There have been some references to Terror Management Theory in discussions about longevity within the Facebook Group “Posthuman Network”:
Here’s the complete start of the Wikipedia article:
In social psychology, terror management theory (TMT) proposes a basic psychological conflict that results from having a desire to live but realizing that death is inevitable. This conflict produces terror, and is believed to be unique to human beings. Moreover, the solution to the conflict is also generally unique to humans: culture. According to TMT, cultures are symbolic systems that act to provide life with meaning and value. Cultural values therefore serve to manage the terror of death by providing life with meaning.[1][2] The theory was originally proposed by Jeff Greenberg, Sheldon Solomon, and Tom Pyszczynski.[1]
The simplest examples of cultural values that manage the terror of death are those that purport to offer literal immortality (e.g. belief in afterlife, religion).[3] However, TMT also argues that other cultural values – including those that are seemingly unrelated to death – offer symbolic immortality. For example, value of national identity,[4] posterity,[5] cultural perspectives on sex,[6] and human superiority over animals[6] have all been linked to death concerns in some manner. In many cases these values are thought to offer symbolic immortality by providing the sense that one is part of something greater that will ultimately outlive the individual (e.g. country, lineage, species).

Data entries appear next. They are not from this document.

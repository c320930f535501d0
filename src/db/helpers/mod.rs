use anyhow::{Context, Result};
use chrono::{NaiveDate, NaiveTime};
use rusqlite::{params, Connection};
use thiserror::Error;

const TIME_FORMATS: [&str; 3] = ["%H:%M:%S", "%H:%M:%S%.f", "%H:%M"];
const DATE_FORMAT: &str = "%Y-%m-%d";
const STORED_TIME_FORMAT: &str = "%H:%M:%S";

/// Corrupt stored values. In the event table these abort a run before anything is written.
#[derive(Debug, Error, PartialEq, Eq)]
pub enum InputError {
    #[error("event {eid}: malformed {field} '{value}'")]
    MalformedTime {
        eid: i64,
        field: &'static str,
        value: String,
    },
    #[error("event {eid}: malformed {field} '{value}'")]
    MalformedDate {
        eid: i64,
        field: &'static str,
        value: String,
    },
    #[error("cluster {cluster_id}: malformed pattern {field} '{value}'")]
    MalformedPatternTime {
        cluster_id: i64,
        field: &'static str,
        value: String,
    },
}

fn parse_time_layouts(value: &str) -> Option<NaiveTime> {
    let trimmed = value.trim();
    TIME_FORMATS
        .iter()
        .find_map(|format| NaiveTime::parse_from_str(trimmed, format).ok())
}

pub fn parse_time(value: &str, field: &'static str, eid: i64) -> Result<NaiveTime, InputError> {
    parse_time_layouts(value).ok_or_else(|| InputError::MalformedTime {
        eid,
        field,
        value: value.to_string(),
    })
}

/// Like [`parse_time`] for `cluster_key_details` rows, which are keyed by cluster.
pub fn parse_pattern_time(
    value: &str,
    field: &'static str,
    cluster_id: i64,
) -> Result<NaiveTime, InputError> {
    parse_time_layouts(value).ok_or_else(|| InputError::MalformedPatternTime {
        cluster_id,
        field,
        value: value.to_string(),
    })
}

pub fn parse_date(value: &str, field: &'static str, eid: i64) -> Result<NaiveDate, InputError> {
    NaiveDate::parse_from_str(value.trim(), DATE_FORMAT).map_err(|_| InputError::MalformedDate {
        eid,
        field,
        value: value.to_string(),
    })
}

pub fn format_time(time: &NaiveTime) -> String {
    time.format(STORED_TIME_FORMAT).to_string()
}

pub fn format_date(date: &NaiveDate) -> String {
    date.format(DATE_FORMAT).to_string()
}

pub fn table_exists(conn: &Connection, table: &str) -> Result<bool> {
    let count: i64 = conn
        .query_row(
            "SELECT COUNT(*) FROM sqlite_master WHERE type = 'table' AND name = ?1",
            params![table],
            |row| row.get(0),
        )
        .with_context(|| format!("failed to look up table {table}"))?;
    Ok(count > 0)
}

pub fn column_exists(conn: &Connection, table: &str, column: &str) -> Result<bool> {
    let mut stmt = conn
        .prepare(&format!("PRAGMA table_info({table})"))
        .with_context(|| format!("failed to read columns of {table}"))?;
    let mut rows = stmt.query([])?;
    while let Some(row) = rows.next()? {
        let name: String = row.get(1)?;
        if name == column {
            return Ok(true);
        }
    }
    Ok(false)
}

/// Add an INTEGER column unless it is already there. A no-op on repeat calls.
pub fn ensure_integer_column(conn: &Connection, table: &str, column: &str) -> Result<bool> {
    if column_exists(conn, table, column)? {
        return Ok(false);
    }
    conn.execute_batch(&format!("ALTER TABLE {table} ADD COLUMN {column} INTEGER"))
        .with_context(|| format!("failed to add {column} to {table}"))?;
    Ok(true)
}
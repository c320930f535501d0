pub mod clustering;
pub mod db;
pub mod pipeline;
pub mod preprocess;
pub mod settings;
pub mod utils;

use std::path::PathBuf;

use anyhow::{Context, Result};
use clap::{Parser, Subcommand};
use log::LevelFilter;
use serde::Serialize;

use db::Database;
use pipeline::{run_pipeline, PipelineOptions};
use preprocess::run_preprocess;
use settings::PipelineSettings;

#[derive(Parser, Debug)]
#[command(
    name = "booker-cluster",
    version,
    about = "Groups room reservations into recurring clusters and extracts their weekly slots"
)]
pub struct Cli {
    /// JSON settings file
    #[arg(long, global = true)]
    pub config: Option<PathBuf>,

    /// SQLite database path (overrides settings and BOOKER_DB_PATH)
    #[arg(long, global = true)]
    pub db: Option<PathBuf>,

    /// Log at debug level
    #[arg(short, long, global = true)]
    pub verbose: bool,

    #[command(subcommand)]
    pub command: Command,
}

#[derive(Subcommand, Debug, Clone, Copy, PartialEq, Eq)]
pub enum Command {
    /// Rebuild processed_events from events
    Preprocess,
    /// Assign cluster ids and rebuild the pattern table
    Cluster,
    /// Preprocess, then cluster
    Run,
    /// Print the stored pattern table
    Patterns,
}

pub fn run() -> Result<()> {
    let cli = Cli::parse();

    let mut settings = PipelineSettings::load(cli.config.as_deref())?;
    if let Some(path) = cli.db.clone() {
        settings.database_path = path;
    }

    let level = if cli.verbose {
        LevelFilter::Debug
    } else {
        utils::logging::level_from_name(&settings.log_level)
    };
    utils::logging::init(level);

    log::info!("booker-cluster starting ({:?})", cli.command);

    let runtime = tokio::runtime::Builder::new_current_thread()
        .enable_all()
        .build()
        .context("failed to start async runtime")?;

    runtime.block_on(execute(cli.command, &settings))
}

async fn execute(command: Command, settings: &PipelineSettings) -> Result<()> {
    let database = Database::new(settings.database_path.clone())?;
    let options = PipelineOptions {
        mirror_clustered_events: settings.mirror_clustered_events,
        ..PipelineOptions::default()
    };

    match command {
        Command::Preprocess => print_json(&run_preprocess(&database).await?),
        Command::Cluster => print_json(&run_pipeline(&database, &options).await?),
        Command::Run => {
            let preprocessed = run_preprocess(&database).await?;
            let clustered = run_pipeline(&database, &options).await?;
            print_json(&serde_json::json!({
                "preprocess": preprocessed,
                "cluster": clustered,
            }))
        }
        Command::Patterns => print_json(&database.get_cluster_patterns().await?),
    }
}

fn print_json<T: Serialize>(value: &T) -> Result<()> {
    let rendered = serde_json::to_string_pretty(value).context("failed to render output")?;
    println!("{rendered}");
    Ok(())
}
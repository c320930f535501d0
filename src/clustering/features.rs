//! Numeric features for density clustering.

use chrono::{NaiveTime, Timelike};

use crate::db::models::ProcessedEvent;

/// name code, day of week, start minutes, end minutes
pub const FEATURE_COUNT: usize = 4;

pub type FeatureVector = [f64; FEATURE_COUNT];

pub fn minutes_since_midnight(time: &NaiveTime) -> u32 {
    time.hour() * 60 + time.minute()
}

/// 1 for Monday through 7 for Sunday. Only exact English day names match.
pub fn day_of_week_num(label: &str) -> Option<u8> {
    match label {
        "Monday" => Some(1),
        "Tuesday" => Some(2),
        "Wednesday" => Some(3),
        "Thursday" => Some(4),
        "Friday" => Some(5),
        "Saturday" => Some(6),
        "Sunday" => Some(7),
        _ => None,
    }
}

/// Time-derived features of one event. The name code is added per partition.
#[derive(Debug, Clone, Copy, PartialEq, Eq)]
pub struct EventFeatures {
    pub day_of_week_num: Option<u8>,
    pub start_minutes: u32,
    pub end_minutes: u32,
}

impl EventFeatures {
    pub fn encode(event: &ProcessedEvent) -> Self {
        Self {
            day_of_week_num: event.day_of_week.as_deref().and_then(day_of_week_num),
            start_minutes: minutes_since_midnight(&event.start_time),
            end_minutes: minutes_since_midnight(&event.end_time),
        }
    }

    /// The full clustering vector, or `None` when a feature is missing.
    pub fn vector(&self, name_code: usize) -> Option<FeatureVector> {
        let day = self.day_of_week_num?;
        Some([
            name_code as f64,
            f64::from(day),
            f64::from(self.start_minutes),
            f64::from(self.end_minutes),
        ])
    }
}
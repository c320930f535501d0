use crate::db::models::ProcessedEvent;

/// Events split by whether preprocessing recognised a course code.
#[derive(Debug, Clone, Default)]
pub struct Partitioned {
    pub identified: Vec<ProcessedEvent>,
    pub unidentified: Vec<ProcessedEvent>,
}

/// Split `events` into course-identified and unidentified groups.
/// Every event lands in exactly one group; relative order is kept.
pub fn partition_by_course(events: Vec<ProcessedEvent>) -> Partitioned {
    let (identified, unidentified) = events.into_iter().partition(ProcessedEvent::has_course_id);
    Partitioned {
        identified,
        unidentified,
    }
}
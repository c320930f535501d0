pub mod events;
pub mod patterns;

pub(crate) const PROCESSED_EVENTS_TABLE: &str = "processed_events";
pub(crate) const CLUSTERED_MIRROR_TABLE: &str = "events_clustered";
pub(crate) const PATTERN_TABLE: &str = "cluster_key_details";
pub(crate) const CLUSTER_COLUMN: &str = "cluster_id";
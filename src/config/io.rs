use std::env::current_exe;
use std::path::{Path, PathBuf};
use std::str;
use directories_next::ProjectDirs;
use tokio::fs;
use serde_json;

use crate::config::types::Config;
use crate::error::ConfigError;

// creates a path to blinky.json next to the executable ("portable" mode)
fn get_portable_config_path() -> Option<PathBuf> {
    match current_exe() {
        Ok(mut path) => {
            // /opt/blinky/blinky => /opt/blinky/blinky.json
            if !path.set_extension("json") {
                eprintln!("current exe has no filename: {}", path.to_string_lossy());
                return None
            }

            Some(path)
        },
        Err(err) => {
            eprintln!("failed to get current exe path: {:?}", err);
            None
        },
    }
}

// creates a path to blinky.json in an os dependent standard directory, such as ~/.config on linux
fn get_local_config_path() -> Option<PathBuf> {
    ProjectDirs::from("no", "nordicsemi", "blinky").map(|dirs| {
        dirs.config_dir().join("blinky.json")
    })
}

fn get_config_path() -> Result<PathBuf, ConfigError> {
    if let Some(path) = get_portable_config_path() {
        if let Ok(attr) = std::fs::metadata(&path) {
            if attr.is_file() {
                return Ok(path);
            }
        }
    }

    match get_local_config_path() {
        None => Err(ConfigError::NoConfigPath),
        Some(path) => Ok(path),
    }
}

#[derive(Debug, Clone)]
pub struct ConfigIO {
    path: PathBuf,
}

impl ConfigIO {
    pub fn new(path: Option<PathBuf>) -> Result<Self, ConfigError> {
        let path = match path {
            Some(path) => path,
            None => get_config_path()?,
        };

        Ok(ConfigIO { path })
    }

    pub fn path(&self) -> &Path {
        &self.path
    }

    /// Reads the config file. A missing or empty file yields the default config.
    pub async fn read(&self) -> Result<Config, ConfigError> {
        let content = match fs::read(&self.path).await {
            Ok(content) => content,
            Err(source) => {
                let err = ConfigError::from(source);
                if err.is_file_not_found_error() {
                    return Ok(Config::default());
                }
                return Err(err);
            },
        };

        if content.is_empty() {
            return Ok(Config::default());
        }

        let content = str::from_utf8(&content)?;
        Ok(serde_json::from_str(content)?)
    }

    pub async fn save(&self, config: &Config) -> Result<(), ConfigError> {
        if let Some(directory) = self.path.parent() {
            fs::create_dir_all(directory).await?;
        }

        let content = serde_json::to_string_pretty(config)?;
        fs::write(&self.path, content.as_bytes()).await?;
        Ok(())
    }
}
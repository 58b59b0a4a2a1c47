use std::env;
use log::LevelFilter;
use crate::config::io::ConfigIO;
use crate::console::application::run_application;
use crate::console::types::Cli;
use crate::error::AppRunError;

pub mod config;
pub mod console;
pub mod device;
pub mod error;

/// Environment variable that overrides the configured log level, e.g. `BLINKY_LOG=debug`.
pub const LOG_LEVEL_ENV: &str = "BLINKY_LOG";

pub fn init_logging(level: LevelFilter) {
    let level = env::var(LOG_LEVEL_ENV)
        .ok()
        .and_then(|value| value.parse().ok())
        .unwrap_or(level);

    let mut dispatch = fern::Dispatch::new()
        .format(|out, message, record| {
            out.finish(format_args!(
                "[{} {} {}] {}",
                humantime::format_rfc3339(std::time::SystemTime::now()),
                record.level(),
                record.target(),
                message
            ))
        })
        .level(level)
        .chain(std::io::stderr());

    if let Ok(log_file) = env::var("LOG_FILE") {
        match fern::log_file(&log_file) {
            Ok(file) => dispatch = dispatch.chain(file),
            Err(err) => eprintln!("Failed to open LOG_FILE {}: {}", log_file, err),
        }
    }

    if let Err(err) = dispatch.apply() {
        eprintln!("Failed to initialize logger: {}", err);
    }
}

pub async fn run(cli: Cli) -> Result<(), AppRunError> {
    let config_io = ConfigIO::new(cli.config.clone())?;
    let config = config_io.read().await?;

    init_logging(config.log_level_filter());
    log::info!("Using config file {}", config_io.path().to_string_lossy());

    run_application(cli, config).await
}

Because cultural values determine that which is meaningful, they are also the basis for self-esteem. TMT describes self-esteem as being the personal, subjective measure of how well an individual is living up to their cultural values.[2] Like cultural values, self-esteem acts to protect one against the terror of death. However, it functions to provide one’s personal life with meaning, while cultural values provide meaning to life in general.
TMT is derived from anthropologist Ernest Becker’s 1973 Pulitzer Prize-winning work of nonfiction The Denial of Death, in which Becker argues most human action is taken to ignore or avoid the inevitability of death. The terror of absolute annihilation creates such a profound – albeit subconscious – anxiety in people that they spend their lives attempting to make sense of it. On large scales, societies build symbols: laws, religious meaning systems, cultures, and belief systems to explain the significance of life, define what makes certain characteristics, skills, and talents extraordinary, reward others whom they find exemplify certain attributes, and punish or kill others who do not adhere to their cultural worldview. On an individual level, self-esteem provides a buffer against death-related anxiety.
While to me it looks like just another reductionist theory which aims at simplifying human psychology down to one single leitmotif, it may still have some merit and could be used to explain some phenomena in human psychology and society. In transhumanist circles, TMT is used in an attempt to explain the prevalence of “deathist” ideologies which blocks even entertaining the idea that we could defeat ageing and death to a meaningful degree. I am unsure about how far this coincides with the truth. The main reason for deatlhist thinking may still just be status quo bias. Death has not been defeated yet. People have learned to deal with the discomforting thought of mortality their whole lives. They have learned to deal with a world in which death is a given. Society seems stable when people are obliged to die due from natural or other causes. A potentially new state of people living indefinitely would upend the whole order of the world and that’s why this idea gets rejected vehemently – just as other disruptive ideas which threaten the status quo. Nothing special about death after all?